WORK REQUEST: Isolate every line in the data with the string "therefore" and copy it.

Extracted records:
# # # # # # #
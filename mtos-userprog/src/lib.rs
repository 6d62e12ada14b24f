//! # Multithreaded user programs.
//!
//! This crate turns the [`mtos`] infrastructure into a kernel that runs
//! several user programs at once, each with several threads.
//!
//! The building blocks, from the bottom up:
//!
//! - [`sync`]: the semaphore, lock and condition variable everything else is
//!   synchronized with.
//! - [`bitmap`] and [`frame_provider`]: bookkeeping of physical frames.
//! - [`addrspace`] and [`thread_manager`]: the memory of a program and the
//!   lifecycle of the threads sharing it.
//! - [`process_table`]: the lifecycle of whole programs.
//! - [`userthread`] and [`userprocess`]: the operations behind the thread and
//!   process system calls, dispatched by [`syscall`].
//! - [`kernel`]: the context object tying all of the above together.
//!
//! User programs are written against [`ulib`].
//!
//! ## Example
//!
//! ```
//! use mtos::{fs::RamFs, machine::NativeMachine};
//! use mtos_userprog::{kernel::Kernel, ulib};
//! use std::sync::Arc;
//!
//! const MAIN: usize = 0x1000;
//!
//! let mut machine = NativeMachine::new();
//! ulib::install(&mut machine).register(MAIN, |_| 0);
//! let mut fs = RamFs::new();
//! fs.insert("hello", ulib::program(MAIN, &[], 0));
//!
//! let kernel = Kernel::builder().build(Arc::new(machine), Arc::new(fs)).unwrap();
//! kernel.start_process("hello").unwrap();
//! kernel.wait_for_halt();
//! ```
#![deny(missing_docs)]

pub mod addrspace;
pub mod bitmap;
pub mod frame_provider;
pub mod kernel;
pub mod process_table;
pub mod sync;
pub mod syscall;
pub mod thread_manager;
pub mod ulib;
pub mod userprocess;
pub mod userthread;
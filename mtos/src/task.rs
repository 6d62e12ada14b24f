//! Task trait for interact with user process.

use crate::{KernelError, syscall::Registers};

/// Represents a **task** executed by a thread.
///
/// This trait defines the functionalities the machine needs from the kernel
/// while it runs a user program: handling **system calls** and accessing the
/// program's **virtual memory**.
pub trait Task: Send {
    /// Handles a **system call** triggered by the user program.
    ///
    /// - The `registers` parameter contains the state of the CPU registers at
    ///   the time of the system call.
    /// - Implementations of this function should parse the system call
    ///   arguments, execute the corresponding operation, and store the result
    ///   back in `registers`.
    ///
    /// Some calls, such as thread exit, never return to the caller.
    fn syscall(&mut self, registers: &mut Registers);

    /// Copy user memory at virtual address `va` into `buf`.
    fn read_user(&self, va: usize, buf: &mut [u8]) -> Result<(), KernelError>;

    /// Copy `data` into user memory at virtual address `va`.
    fn write_user(&self, va: usize, data: &[u8]) -> Result<(), KernelError>;
}
mod addrspace {
    use super::*;
    use mtos::fs::RamImage;
    use mtos_userprog::{
        addrspace::{AddrSpace, SpaceLayout},
        frame_provider::FrameProvider,
        process_table::ProcessTable,
    };

    const LAYOUT: SpaceLayout = SpaceLayout {
        page_size: 128,
        user_stack_size: 512,
        thread_stack_size: 256,
    };

    fn frames(count: usize) -> Arc<FrameProvider> {
        Arc::new(FrameProvider::with_seed(Arc::new(PhysicalMemory::new(count, 128)), 9))
    }

    #[test]
    fn loads_segments_and_protects_code() {
        let frames = frames(32);
        let processes = ProcessTable::new(2);
        let image = RamImage::new(&[0xAA; 256], &[1, 2, 3, 4], 8);
        let space = AddrSpace::new(&image, &frames, &processes, LAYOUT).unwrap();

        assert_eq!(space.pid, 1);
        assert_eq!(space.num_pages(), (256 + 4 + 8 + 512usize).div_ceil(128));
        assert_eq!(frames.num_avail_frame(), 31 - space.num_pages());

        let mut code = [0; 4];
        space.read_mem(252, &mut code).unwrap();
        assert_eq!(code, [0xAA; 4]);
        assert_eq!(space.write_mem(0, &[0]), Err(KernelError::InvalidAccess));
        assert_eq!(space.write_mem(255, &[0]), Err(KernelError::InvalidAccess));

        let mut data = [0xFF; 12];
        space.read_mem(256, &mut data).unwrap();
        assert_eq!(data, [1, 2, 3, 4, 0, 0, 0, 0, 0, 0, 0, 0]);
        space.write_mem(300, b"hi\0").unwrap();
        assert_eq!(space.read_string(300, 16).as_deref(), Ok("hi"));
        assert_eq!(space.read_string(300, 2), Err(KernelError::NameTooLong));

        let mut byte = [0];
        assert_eq!(
            space.read_mem(space.size(), &mut byte),
            Err(KernelError::BadAddress)
        );
        let regs = space.init_registers();
        assert_eq!(regs.pc(), 0);
        assert_eq!(regs.stack_pointer(), space.size() - 16);

        drop(space);
        assert_eq!(frames.num_avail_frame(), 31);
    }

    #[test]
    fn full_process_table_keeps_frames() {
        let frames = frames(32);
        let processes = ProcessTable::new(1);
        processes.claim().unwrap();

        let result = AddrSpace::new(&ulib::program(0x10, &[], 0), &frames, &processes, LAYOUT);
        assert!(matches!(result, Err(KernelError::TooManyProcesses)));
        assert_eq!(frames.num_avail_frame(), 31);
    }

    #[test]
    fn not_enough_frames() {
        let image = RamImage::new(&[0; 8], &[], 1024);
        let processes = ProcessTable::new(1);

        // Larger than the whole machine.
        let small = frames(8);
        let result = AddrSpace::new(&image, &small, &processes, LAYOUT);
        assert!(matches!(result, Err(KernelError::NoMemory)));
        assert_eq!(small.num_avail_frame(), 7);

        // Fits the machine, but too few frames are free.
        let busy = frames(32);
        let taken: Vec<_> = (0..25).map(|_| busy.get_empty_frame().unwrap()).collect();
        let result = AddrSpace::new(&image, &busy, &processes, LAYOUT);
        assert!(matches!(result, Err(KernelError::NoMemory)));
        assert_eq!(busy.num_avail_frame(), 6);
        for frame in taken {
            busy.release_frame(frame);
        }
        assert!(!processes.is_active(1));
    }

    #[test]
    fn user_semaphores_are_per_space() {
        let frames = frames(32);
        let processes = ProcessTable::new(2);
        let a = AddrSpace::new(&ulib::program(0x10, &[], 0), &frames, &processes, LAYOUT).unwrap();
        let b = AddrSpace::new(&ulib::program(0x10, &[], 0), &frames, &processes, LAYOUT).unwrap();

        assert_eq!(a.sem_init(2), 0);
        assert_eq!(a.sem_init(0), 1);
        assert_eq!(a.semaphore(0).unwrap().value(), 2);
        assert!(b.semaphore(0).is_err());
        assert_eq!(b.sem_init(5), 0);
        assert_eq!(b.semaphore(0).unwrap().value(), 5);
    }
}
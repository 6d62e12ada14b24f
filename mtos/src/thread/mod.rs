//! Thread abstration, an abstraction of a cpu core.
//!
//! ## The threading model
//!
//! An executing kernel consists of a collection of threads, each with their
//! own stack and local state. In mtos every kernel thread is backed by a host
//! thread, so threads run truly in parallel; the only way for a thread to
//! stop running before it exits is to park itself with
//! [`Current::park_with`] until another thread hands its [`ParkHandle`] back
//! through [`ParkHandle::unpark`].
//!
//! Threads that were not created by [`ThreadBuilder`] (for example the host
//! thread that boots the kernel) are adopted on first use and receive a
//! thread id like any other thread.

use crate::{KernelError, sync::SpinLock};
use std::{
    any::Any,
    cell::RefCell,
    collections::BTreeMap,
    panic::{self, AssertUnwindSafe},
    sync::{
        Arc,
        atomic::{AtomicBool, AtomicU64, Ordering},
    },
};

/// Exit code reported for a thread that panicked.
pub const PANIC_EXIT_CODE: i32 = -1;

/// A possible state of the thread.
#[derive(Clone, Copy, Eq, PartialEq, Debug)]
pub enum ThreadState {
    /// Thread is runnable.
    Runnable,
    /// Thread is running.
    Running,
    /// Thread is exited with exitcode.
    Exited(i32),
    /// Thread is parked.
    Parked,
}

static TID: AtomicU64 = AtomicU64::new(1);

static THREAD_STATE_TABLE: SpinLock<BTreeMap<u64, Arc<SpinLock<ThreadState>>>> =
    SpinLock::new(BTreeMap::new());

thread_local! {
    static CURRENT: RefCell<Option<Arc<Thread>>> = const { RefCell::new(None) };
}

/// Get specified thread's [`ThreadState`] by TID (Thread ID).
pub fn get_state_by_tid(tid: u64) -> Result<ThreadState, KernelError> {
    let tst = THREAD_STATE_TABLE.lock();
    let state = tst.get(&tid).ok_or(KernelError::InvalidArgument)?;
    let result = *state.lock();
    Ok(result)
}

/// An thread abstraction.
pub struct Thread {
    /// Thread id
    pub tid: u64,
    /// Thread name
    pub name: String,
    /// State of the thread.
    pub state: Arc<SpinLock<ThreadState>>,
    native: std::thread::Thread,
}

impl Thread {
    fn register(state: ThreadState) -> (u64, Arc<SpinLock<ThreadState>>) {
        let tid = TID.fetch_add(1, Ordering::SeqCst);
        let state = Arc::new(SpinLock::new(state));
        THREAD_STATE_TABLE.lock().insert(tid, state.clone());
        (tid, state)
    }

    fn adopt() -> Arc<Self> {
        let native = std::thread::current();
        let (tid, state) = Self::register(ThreadState::Running);
        Arc::new(Self {
            tid,
            name: native.name().unwrap_or("adopted").to_string(),
            state,
            native,
        })
    }

    fn set_state(&self, state: ThreadState) {
        *self.state.lock() = state;
    }
}

/// Request to terminate the current thread, carried by unwinding up to the
/// entry point installed by [`ThreadBuilder::spawn`].
struct ExitRequest(i32);

/// A handle to join thread.
pub struct JoinHandle {
    /// Thread id of this handle.
    pub tid: u64,
    inner: std::thread::JoinHandle<i32>,
}

impl JoinHandle {
    /// Join this handle and returns exit code.
    pub fn join(self) -> i32 {
        self.inner.join().unwrap_or(PANIC_EXIT_CODE)
    }
}

/// A handle that represent the parked thread.
pub struct ParkHandle {
    th: Arc<Thread>,
    woken: Arc<AtomicBool>,
}

impl ParkHandle {
    /// Thread id of the parked thread.
    pub fn tid(&self) -> u64 {
        self.th.tid
    }

    /// Consume the handle and unpark the underlying thread.
    pub fn unpark(self) {
        // State first: the parked thread marks itself running as soon as it
        // observes `woken`.
        self.th.set_state(ThreadState::Runnable);
        self.woken.store(true, Ordering::Release);
        self.th.native.unpark();
    }
}

/// Run a function `f` with current thread as an argument.
#[inline]
pub fn with_current<R>(f: impl FnOnce(&Arc<Thread>) -> R) -> R {
    let th = CURRENT.with(|current| current.borrow_mut().get_or_insert_with(Thread::adopt).clone());
    f(&th)
}

/// The opaque structure indicating the running thread on the current cpu.
pub struct Current {
    _p: (),
}

impl Current {
    /// Run a function `f` with [`ParkHandle`] for current thread, and then park
    /// the current thread.
    ///
    /// `f` is the place to publish the handle (usually into a wait queue) and
    /// to drop any spinlock guarding that queue. The thread does not return
    /// from this function until the handle is unparked.
    pub fn park_with(f: impl FnOnce(ParkHandle)) {
        let th = with_current(Arc::clone);
        let woken = Arc::new(AtomicBool::new(false));
        th.set_state(ThreadState::Parked);
        f(ParkHandle {
            th: th.clone(),
            woken: woken.clone(),
        });
        while !woken.load(Ordering::Acquire) {
            std::thread::park();
        }
        th.set_state(ThreadState::Running);
    }

    /// Exit the current thread with `exit_code`.
    ///
    /// The stack of the current thread is unwound, so every guard it holds is
    /// released on the way out. Must be called from a thread spawned by
    /// [`ThreadBuilder`].
    pub fn exit(exit_code: i32) -> ! {
        panic::resume_unwind(Box::new(ExitRequest(exit_code)))
    }

    /// Get the current thread's id.
    pub fn get_tid() -> u64 {
        with_current(|th| th.tid)
    }
}

/// A struct to build a new thread.
pub struct ThreadBuilder {
    name: String,
    tid: u64,
    state: Arc<SpinLock<ThreadState>>,
}

impl ThreadBuilder {
    /// Create a new thread builder for thread `name`.
    pub fn new<I>(name: I) -> Self
    where
        String: From<I>,
    {
        let (tid, state) = Thread::register(ThreadState::Runnable);
        Self {
            name: String::from(name),
            tid,
            state,
        }
    }

    /// Get the thread id of this thread.
    pub fn get_tid(&self) -> u64 {
        self.tid
    }

    /// Spawn the thread.
    pub fn spawn<F: FnOnce() + Send + 'static>(self, thread_fn: F) -> Result<JoinHandle, KernelError> {
        let Self { name, tid, state } = self;
        let thread_state = state.clone();
        let thread_name = name.clone();
        let spawned = std::thread::Builder::new()
            .name(name)
            .spawn(move || thread_start(tid, thread_name, thread_state, thread_fn));
        match spawned {
            Ok(inner) => Ok(JoinHandle { tid, inner }),
            Err(e) => {
                log::warn!("failed to spawn thread #{tid}: {e}");
                THREAD_STATE_TABLE.lock().remove(&tid);
                Err(KernelError::NoMemory)
            }
        }
    }
}

fn thread_start<F: FnOnce()>(
    tid: u64,
    name: String,
    state: Arc<SpinLock<ThreadState>>,
    thread_fn: F,
) -> i32 {
    let th = Arc::new(Thread {
        tid,
        name,
        state,
        native: std::thread::current(),
    });
    CURRENT.with(|current| *current.borrow_mut() = Some(th.clone()));
    th.set_state(ThreadState::Running);

    let exit_code = match panic::catch_unwind(AssertUnwindSafe(thread_fn)) {
        Ok(()) => 0,
        Err(payload) => exit_code_of(&th, payload),
    };
    th.set_state(ThreadState::Exited(exit_code));
    THREAD_STATE_TABLE.lock().remove(&tid);
    CURRENT.with(|current| current.borrow_mut().take());
    exit_code
}

fn exit_code_of(th: &Thread, payload: Box<dyn Any + Send>) -> i32 {
    match payload.downcast::<ExitRequest>() {
        Ok(request) => request.0,
        Err(_) => {
            log::error!("thread `{}` (#{}) panicked", th.name, th.tid);
            PANIC_EXIT_CODE
        }
    }
}
//! Memory Management.
//!
//! The simulated machine owns a flat array of physical memory, divided into
//! frames of a fixed page size. Physical addresses index this array
//! directly. Deciding which frame belongs to whom is the kernel's business;
//! this module only offers bounds-checked byte access.
//!
//! Bytes are stored as atomics so that threads of one address space may touch
//! the same frame concurrently. Ordering between such accesses is the duty
//! of the user program's own synchronization.

use crate::KernelError;
use std::sync::atomic::{AtomicU8, Ordering};

/// Physical memory of the machine.
pub struct PhysicalMemory {
    page_size: usize,
    bytes: Box<[AtomicU8]>,
}

impl PhysicalMemory {
    /// Create `frames` zero-filled frames of `page_size` bytes each.
    pub fn new(frames: usize, page_size: usize) -> Self {
        Self {
            page_size,
            bytes: (0..frames * page_size).map(|_| AtomicU8::new(0)).collect(),
        }
    }

    /// Size of a frame in bytes.
    #[inline]
    pub fn page_size(&self) -> usize {
        self.page_size
    }

    /// Number of frames.
    #[inline]
    pub fn frame_count(&self) -> usize {
        self.bytes.len() / self.page_size
    }

    fn range(&self, pa: usize, len: usize) -> Result<&[AtomicU8], KernelError> {
        let end = pa.checked_add(len).ok_or(KernelError::BadAddress)?;
        self.bytes.get(pa..end).ok_or(KernelError::BadAddress)
    }

    /// Fill frame `frame` with zeros.
    pub fn zero_frame(&self, frame: usize) -> Result<(), KernelError> {
        let pa = frame
            .checked_mul(self.page_size)
            .ok_or(KernelError::BadAddress)?;
        self.range(pa, self.page_size)?
            .iter()
            .for_each(|b| b.store(0, Ordering::Relaxed));
        Ok(())
    }

    /// Copy `buf.len()` bytes starting at physical address `pa` into `buf`.
    pub fn read(&self, pa: usize, buf: &mut [u8]) -> Result<(), KernelError> {
        let src = self.range(pa, buf.len())?;
        for (dst, src) in buf.iter_mut().zip(src) {
            *dst = src.load(Ordering::Relaxed);
        }
        Ok(())
    }

    /// Copy `data` to physical address `pa`.
    pub fn write(&self, pa: usize, data: &[u8]) -> Result<(), KernelError> {
        let dst = self.range(pa, data.len())?;
        for (dst, src) in dst.iter().zip(data) {
            dst.store(*src, Ordering::Relaxed);
        }
        Ok(())
    }
}
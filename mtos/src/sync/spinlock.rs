//! Spinlock.
//!
//! A spinlock is the smallest unit of atomicity in mtos. A thread that finds
//! the lock taken polls the lock word until the holder clears it; nothing is
//! ever put to sleep. This makes the spinlock suitable only for short
//! check-and-mutate sequences, such as the value and wait queue of a
//! semaphore.
//!
//! Acquiring the lock word is a single atomic read-modify-write. Unlike a
//! uniprocessor kernel that disables preemption, host threads run in
//! parallel, so the holder must be able to make progress while others spin;
//! waiters therefore back off with [`Backoff`] instead of hammering the lock
//! word.
//!
//! The guard returned by [`SpinLock::lock`] releases the lock when it goes
//! out of scope, including during unwinding.
//!
//! [`Backoff`]: crossbeam_utils::Backoff

use core::{
    cell::UnsafeCell,
    marker::PhantomData,
    ops::{Deref, DerefMut},
    sync::atomic::{AtomicBool, Ordering},
};
use crossbeam_utils::Backoff;

/// The lock could not be acquired at this time because the operation would
/// otherwise block.
#[derive(Debug)]
pub struct WouldBlock;

/// A mutual exclusion primitive useful for protecting shared data
///
/// This spinlock will block threads waiting for the lock to become available.
/// The spinlock can be created via a [`new`] constructor. Each spinlock has a
/// type parameter which represents the data that it is protecting. The data can
/// only be accessed through the guards returned from [`lock`] and
/// [`try_lock`], which guarantees that the data is only ever accessed when the
/// spinlock is locked.
///
/// [`new`]: Self::new
/// [`lock`]: Self::lock
/// [`try_lock`]: Self::try_lock
///
/// # Examples
///
/// ```
/// use std::sync::Arc;
/// use mtos::sync::SpinLock;
/// use mtos::thread::ThreadBuilder;
///
/// let data = Arc::new(SpinLock::new(0));
///
/// let handles: Vec<_> = (0..10)
///     .map(|_| {
///         let data = Arc::clone(&data);
///         ThreadBuilder::new("work")
///             .spawn(move || {
///                 let mut guard = data.lock();
///                 *guard += 1;
///                 guard.unlock();
///             })
///             .unwrap()
///     })
///     .collect();
/// for handle in handles {
///     handle.join();
/// }
/// assert_eq!(*data.lock(), 10);
/// ```
pub struct SpinLock<T: ?Sized> {
    locked: AtomicBool,
    data: UnsafeCell<T>,
}

unsafe impl<T: ?Sized + Send> Send for SpinLock<T> {}
unsafe impl<T: ?Sized + Send> Sync for SpinLock<T> {}

impl<T> SpinLock<T> {
    /// Creates a new spinlock in an unlocked state ready for use.
    #[inline]
    pub const fn new(t: T) -> SpinLock<T> {
        SpinLock {
            locked: AtomicBool::new(false),
            data: UnsafeCell::new(t),
        }
    }

    /// Consumes this spinlock, returning the underlying data.
    pub fn into_inner(self) -> T {
        self.data.into_inner()
    }
}

impl<T: ?Sized> SpinLock<T> {
    /// Acquires a spinlock, spinning until it is able to do so.
    ///
    /// Upon returning, the thread is the only thread with the lock held. The
    /// exact behavior on locking a spinlock in the thread which already holds
    /// the lock is left unspecified; this function will not return on the
    /// second call.
    pub fn lock(&self) -> SpinLockGuard<'_, T> {
        let backoff = Backoff::new();
        while self
            .locked
            .compare_exchange_weak(false, true, Ordering::Acquire, Ordering::Relaxed)
            .is_err()
        {
            backoff.snooze();
        }
        SpinLockGuard {
            lock: self,
            _not_send: PhantomData,
        }
    }

    /// Attempts to acquire this lock.
    ///
    /// # Errors
    ///
    /// If the spinlock could not be acquired because it is already locked, then
    /// this call will return the [`WouldBlock`] error.
    pub fn try_lock(&self) -> Result<SpinLockGuard<'_, T>, WouldBlock> {
        if self
            .locked
            .compare_exchange(false, true, Ordering::Acquire, Ordering::Relaxed)
            .is_ok()
        {
            Ok(SpinLockGuard {
                lock: self,
                _not_send: PhantomData,
            })
        } else {
            Err(WouldBlock)
        }
    }
}

impl<T: Default> Default for SpinLock<T> {
    /// Creates a `SpinLock<T>`, with the `Default` value for T.
    fn default() -> SpinLock<T> {
        SpinLock::new(Default::default())
    }
}

/// An implementation of a "scoped lock" of a spinlock. When this structure
/// is dropped (falls out of scope), the lock will be unlocked.
///
/// The data protected by the spinlock can be accessed through this guard.
///
/// This structure is created by the [`lock`] and [`try_lock`] methods on
/// [`SpinLock`].
///
/// [`lock`]: SpinLock::lock
/// [`try_lock`]: SpinLock::try_lock
pub struct SpinLockGuard<'a, T: ?Sized + 'a> {
    lock: &'a SpinLock<T>,
    // The lock word belongs to the acquiring thread.
    _not_send: PhantomData<*const ()>,
}

unsafe impl<T: ?Sized + Sync> Sync for SpinLockGuard<'_, T> {}

impl<T: ?Sized> SpinLockGuard<'_, T> {
    /// Releases the underlying [`SpinLock`].
    ///
    /// Equivalent to dropping the guard; spelled out where the release point
    /// matters for readability.
    pub fn unlock(self) {
        drop(self)
    }
}

impl<T: ?Sized> Deref for SpinLockGuard<'_, T> {
    type Target = T;

    fn deref(&self) -> &T {
        unsafe { &*self.lock.data.get() }
    }
}

impl<T: ?Sized> DerefMut for SpinLockGuard<'_, T> {
    fn deref_mut(&mut self) -> &mut T {
        unsafe { &mut *self.lock.data.get() }
    }
}

impl<T: ?Sized> Drop for SpinLockGuard<'_, T> {
    fn drop(&mut self) {
        self.lock.locked.store(false, Ordering::Release);
    }
}
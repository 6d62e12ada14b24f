//! # Semaphore.
//!
//! A **semaphore** maintains a count of available units of some resource.
//! [`Semaphore::p`] takes one unit, blocking while none is available, and
//! [`Semaphore::v`] gives one back.
//!
//! The semaphore is the only primitive in mtos that can put a thread to
//! sleep. Its value and wait queue live behind a [`SpinLock`], which plays the
//! role of disabling interrupts: every check-and-mutate sequence on them is
//! atomic, and nothing inside that section ever blocks on another kernel
//! primitive.
//!
//! Waiters are woken in FIFO order, but [`Semaphore::v`] does not hand its unit
//! to the woken thread. The unit is added to the count and the woken thread
//! competes for it like everyone else, re-checking the count when it runs. A
//! thread arriving between the wake-up and the re-check may therefore take the
//! unit first, in which case the woken thread parks again.

use mtos::{
    sync::SpinLock,
    thread::{Current, ParkHandle},
};
use std::collections::VecDeque;

struct SemaphoreState {
    value: usize,
    waiters: VecDeque<ParkHandle>,
}

/// A counting semaphore with a FIFO wait queue.
pub struct Semaphore {
    state: SpinLock<SemaphoreState>,
}

impl Semaphore {
    /// Creates a new semaphore holding `value` units.
    pub fn new(value: usize) -> Self {
        Self {
            state: SpinLock::new(SemaphoreState {
                value,
                waiters: VecDeque::new(),
            }),
        }
    }

    /// Takes one unit, parking the current thread until one is available.
    #[doc(alias = "wait")]
    pub fn p(&self) {
        loop {
            let mut state = self.state.lock();
            if state.value > 0 {
                state.value -= 1;
                return;
            }
            Current::park_with(move |handle| {
                state.waiters.push_back(handle);
                state.unlock();
            });
        }
    }

    /// Returns one unit, waking the longest waiting thread if there is one.
    #[doc(alias = "signal")]
    pub fn v(&self) {
        let mut state = self.state.lock();
        let waiter = state.waiters.pop_front();
        state.value += 1;
        state.unlock();

        if let Some(waiter) = waiter {
            waiter.unpark();
        }
    }

    /// Current number of units.
    pub fn value(&self) -> usize {
        self.state.lock().value
    }

    /// Number of threads parked on this semaphore.
    pub fn waiters(&self) -> usize {
        self.state.lock().waiters.len()
    }
}
//! Blocking synchronization primitives.
//!
//! [`Semaphore`] is the foundation: it is the only primitive that parks a
//! thread. [`Lock`] is built from two semaphores, and [`Condition`] from two
//! semaphores plus a counter. Every shared kernel structure above this module
//! is protected by a [`Lock`], usually in the shape of a [`Mutex`].

pub mod condition;
pub mod lock;
pub mod semaphore;

pub use condition::Condition;
pub use lock::{Lock, Mutex, MutexGuard};
pub use semaphore::Semaphore;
# # # # # # #
TASK OUTPUT:
//! waiters therefore back off with [`Backoff`] instead of hammering the lock
//! thread arriving between the wake-up and the re-check may therefore take the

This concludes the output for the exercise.